O Rio Vermelho, o velho rio que já emprestou seu nome a Rondonópolis quando ela ainda era apenas um povoado, desde 2006, vem testemunhando em suas cheias e secas uma situação de desumanidade no tratamento de jovens privados de liberdade, pessoas estas que estão sendo depositadas num antigo cadeião que, desde antes, já era considerado imprestável para a manutenção de criminosos do sistema penitenciário.
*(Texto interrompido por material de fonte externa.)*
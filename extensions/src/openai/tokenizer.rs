use std::collections::HashMap;
use std::fmt;
use std::sync::{Arc, Mutex, MutexGuard};

use once_cell::sync::Lazy;
use tiktoken_rs::tokenizer::{get_tokenizer, Tokenizer as Encoding};
use tiktoken_rs::{get_bpe_from_tokenizer, CoreBPE};
use tracing::{debug, warn};

use super::error::OpenAiError;

/// Loaded encodings. Building a `CoreBPE` parses the whole vocabulary, so it happens
/// once per encoding per process.
static ENCODINGS: Lazy<Mutex<HashMap<Encoding, Arc<CoreBPE>>>> = Lazy::new(|| Mutex::new(HashMap::new()));

fn encodings() -> Result<MutexGuard<'static, HashMap<Encoding, Arc<CoreBPE>>>, OpenAiError> {
    ENCODINGS
        .lock()
        .map_err(|_| OpenAiError::InvalidConfiguration("Tokenizer cache is poisoned".to_string()))
}

fn load(encoding: Encoding) -> Result<Arc<CoreBPE>, OpenAiError> {
    if let Some(bpe) = encodings()?.get(&encoding) {
        return Ok(bpe.clone());
    }

    // Parsed outside the lock. If two callers race, the first insert wins.
    let bpe = get_bpe_from_tokenizer(encoding).map_err(|e| {
        OpenAiError::InvalidConfiguration(format!("Failed to load {:?} tokenizer: {}", encoding, e))
    })?;
    debug!(?encoding, "Loaded tokenizer");

    Ok(encodings()?.entry(encoding).or_insert_with(|| Arc::new(bpe)).clone())
}

/// Counts tokens the way the configured model will.
#[derive(Clone)]
pub struct Tokenizer {
    model: String,
    encoding: Encoding,
    bpe: Arc<CoreBPE>,
}

impl Tokenizer {
    /// Resolves the encoding for `model`.
    ///
    /// Models unknown to `tiktoken-rs` fall back to `cl100k_base`, the encoding of the
    /// gpt-3.5/gpt-4 families.
    pub fn for_model(model: &str) -> Result<Self, OpenAiError> {
        let encoding = get_tokenizer(model).unwrap_or_else(|| {
            warn!(%model, "No tokenizer registered for model, using cl100k_base");
            Encoding::Cl100kBase
        });
        let bpe = load(encoding)?;
        Ok(Self { model: model.to_string(), encoding, bpe })
    }

    pub fn count(&self, text: &str) -> usize {
        if text.is_empty() {
            return 0;
        }
        self.bpe.encode_with_special_tokens(text).len()
    }

    pub fn model(&self) -> &str {
        &self.model
    }

    pub fn encoding(&self) -> Encoding {
        self.encoding
    }
}

impl fmt::Debug for Tokenizer {
    fn fmt(&self, f: &mut fmt::Formatter<'_>) -> fmt::Result {
        f.debug_struct("Tokenizer")
            .field("model", &self.model)
            .field("encoding", &self.encoding)
            .finish_non_exhaustive()
    }
}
Ainda em 2007, as águas das chuvas que migravam do asfalto para as artérias do velho rio já testemunhavam que a Promotoria de Justiça da Infância e da Juventude buscava a condenação do Estado de Mato Grosso na obrigação consistente na regularização do atendimento dos adolescentes internados em Rondonópolis, para o fim de que fosse implementado, instalado e mantido um Centro de Internação Provisória com observância dos preceitos inerentes à dignidade da pessoa humana. Nessa altura, é bom dizer que a dignidade das pessoas banhadas pela água do velho rio devia ser fundamento da República Federativa do Brasil.

Demonstravam-se, à exaustão, as péssimas condições de habitabilidade, higiene e salubridade do Sistema Socioeducativo, inclusive, com fiscalização judicial realizada naquela época. Desde aquele tempo, ainda em 2006, o Judiciário já havia determinado prazo de 60 (sessenta) dias para a afastamento das gravíssimas falhas do Sistema.

Mais tarde, o Tribunal de Justiça ratificou as decisões da instância singela, mantendo a obrigação do Estado de Mato Grosso de dar condições dignas de tratamento aos jovens internados. Isto é, que lhes fosse dado tratamento coerente com o fundamento constitucional da Dignidade da Pessoa Humana, assegurando-lhes o direito a vida, saúde e integridade física e moral.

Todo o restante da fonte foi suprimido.